Every entry that appears below is to be output exactly.

====================

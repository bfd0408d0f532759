//! Markup composition.
//!
//! Builds the color-tagged body of a request and wraps it in the optional
//! style tags. Tags always nest in the same order:
//!
//! ```text
//! [font=F][size=S][b][i] body [/i][/b][/size][/font]
//! ```
//!
//! Layers that are not enabled are left out entirely.

use std::fmt::Write as _;

use serde::{Deserialize, Serialize};

use crate::color::Color;
use crate::gradient::{apply_gradient, GradientSpec};

/// What colors the text: one color, or a per-character gradient.
#[derive(Debug, Clone, Copy, PartialEq, Eq)]
pub enum Fill {
    Solid(Color),
    Gradient(GradientSpec),
}

/// Optional style layers wrapped around the colored text.
///
/// All fields are independent and default to off.
#[derive(Debug, Clone, Default, PartialEq, Eq, Serialize, Deserialize)]
#[serde(default)]
pub struct StyleOptions {
    pub font: Option<String>,
    pub size: Option<String>,
    pub bold: bool,
    pub italic: bool,
}

impl StyleOptions {
    pub fn new() -> Self {
        Self::default()
    }

    pub fn font(mut self, font: impl Into<String>) -> Self {
        self.font = Some(font.into());
        self
    }

    pub fn size(mut self, size: impl ToString) -> Self {
        self.size = Some(size.to_string());
        self
    }

    pub fn bold(mut self, bold: bool) -> Self {
        self.bold = bold;
        self
    }

    pub fn italic(mut self, italic: bool) -> Self {
        self.italic = italic;
        self
    }

    /// Returns true if no layer is enabled.
    pub fn is_plain(&self) -> bool {
        self.font.is_none() && self.size.is_none() && !self.bold && !self.italic
    }
}

/// Composes the full markup string for `text`.
///
/// A solid fill wraps the whole text in one color tag. A gradient wraps
/// every character in its own color tag; adjacent characters of the same
/// color are not merged.
///
/// Colors are written as lowercase `#rrggbb` whatever case they were parsed
/// from. Text, font and size are not escaped, so brackets in them can read
/// as tags to a downstream parser. In a gradient body every character sits
/// between two tags and cannot form one.
///
/// # Example
///
/// ```rust
/// use tintmark::{compose, Color, Fill, StyleOptions};
///
/// let style = StyleOptions::new().bold(true);
/// let markup = compose("hi", Fill::Solid(Color::WHITE), &style);
/// assert_eq!(markup, "[b][color=#ffffff]hi[/color][/b]");
/// ```
pub fn compose(text: &str, fill: Fill, style: &StyleOptions) -> String {
    let body = match fill {
        Fill::Solid(color) => color_tag(color, text),
        Fill::Gradient(spec) => gradient_body(text, spec),
    };
    wrap_style(body, style)
}

fn color_tag(color: Color, inner: &str) -> String {
    format!("[color={color}]{inner}[/color]")
}

fn gradient_body(text: &str, spec: GradientSpec) -> String {
    // "[color=#rrggbb]" + char + "[/color]"
    let mut body = String::with_capacity(text.len() + text.chars().count() * 23);
    for (ch, color) in apply_gradient(text, spec) {
        // Writing to a String cannot fail
        let _ = write!(body, "[color={color}]{ch}[/color]");
    }
    body
}

/// Wraps `body` in the enabled style layers, innermost first.
fn wrap_style(body: String, style: &StyleOptions) -> String {
    let mut out = body;
    if style.italic {
        out = format!("[i]{out}[/i]");
    }
    if style.bold {
        out = format!("[b]{out}[/b]");
    }
    if let Some(size) = &style.size {
        out = format!("[size={size}]{out}[/size]");
    }
    if let Some(font) = &style.font {
        out = format!("[font={font}]{out}[/font]");
    }
    out
}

====================

__Written solution__.
repository bfd0408d0f532759
//! Markup composition.
//!
//! Builds the color-tagged body of a request and wraps it in the optional
//! style tags. Tags always nest in the same order:
//!
//! ```text
//! [font=F][size=S][b][i] body [/i][/b][/size][/font]
//! ```
//!
//! Layers that are not enabled are left out entirely.

use std::fmt::Write as _;

use serde::{Deserialize, Serialize};

use crate::color::Color;
use crate::gradient::{apply_gradient, GradientSpec};

/// What colors the text: one color, or a per-character gradient.
#[derive(Debug, Clone, Copy, PartialEq, Eq)]
pub enum Fill {
    Solid(Color),
    Gradient(GradientSpec),
}

/// Optional style layers wrapped around the colored text.
///
/// All fields are independent and default to off.
#[derive(Debug, Clone, Default, PartialEq, Eq, Serialize, Deserialize)]
#[serde(default)]
pub struct StyleOptions {
    pub font: Option<String>,
    pub size: Option<String>,
    pub bold: bool,
    pub italic: bool,
}

impl StyleOptions {
    pub fn new() -> Self {
        Self::default()
    }

    pub fn font(mut self, font: impl Into<String>) -> Self {
        self.font = Some(font.into());
        self
    }

    pub fn size(mut self, size: impl ToString) -> Self {
        self.size = Some(size.to_string());
        self
    }

    pub fn bold(mut self, bold: bool) -> Self {
        self.bold = bold;
        self
    }

    pub fn italic(mut self, italic: bool) -> Self {
        self.italic = italic;
        self
    }

    /// Returns true if no layer is enabled.
    pub fn is_plain(&self) -> bool {
        self.font.is_none() && self.size.is_none() && !self.bold && !self.italic
    }
}

/// Composes the full markup string for `text`.
///
/// A solid fill wraps the whole text in one color tag. A gradient wraps
/// every character in its own color tag; adjacent characters of the same
/// color are not merged.
///
/// Colors are written as lowercase `#rrggbb` whatever case they were parsed
/// from. Text, font and size are not escaped, so brackets in them can read
/// as tags to a downstream parser. In a gradient body every character sits
/// between two tags and cannot form one.
///
/// # Example
///
/// ```rust
/// use tintmark::{compose, Color, Fill, StyleOptions};
///
/// let style = StyleOptions::new().bold(true);
/// let markup = compose("hi", Fill::Solid(Color::WHITE), &style);
/// assert_eq!(markup, "[b][color=#ffffff]hi[/color][/b]");
/// ```
pub fn compose(text: &str, fill: Fill, style: &StyleOptions) -> String {
    let body = match fill {
        Fill::Solid(color) => color_tag(color, text),
        Fill::Gradient(spec) => gradient_body(text, spec),
    };
    wrap_style(body, style)
}

fn color_tag(color: Color, inner: &str) -> String {
    format!("[color={color}]{inner}[/color]")
}

fn gradient_body(text: &str, spec: GradientSpec) -> String {
    // "[color=#rrggbb]" + char + "[/color]"
    let mut body = String::with_capacity(text.len() + text.chars().count() * 23);
    for (ch, color) in apply_gradient(text, spec) {
        // Writing to a String cannot fail
        let _ = write!(body, "[color={color}]{ch}[/color]");
    }
    body
}

/// Wraps `body` in the enabled style layers, innermost first.
fn wrap_style(body: String, style: &StyleOptions) -> String {
    let mut out = body;
    if style.italic {
        out = format!("[i]{out}[/i]");
    }
    if style.bold {
        out = format!("[b]{out}[/b]");
    }
    if let Some(size) = &style.size {
        out = format!("[size={size}]{out}[/size]");
    }
    if let Some(font) = &style.font {
        out = format!("[font={font}]{out}[/font]");
    }
    out
}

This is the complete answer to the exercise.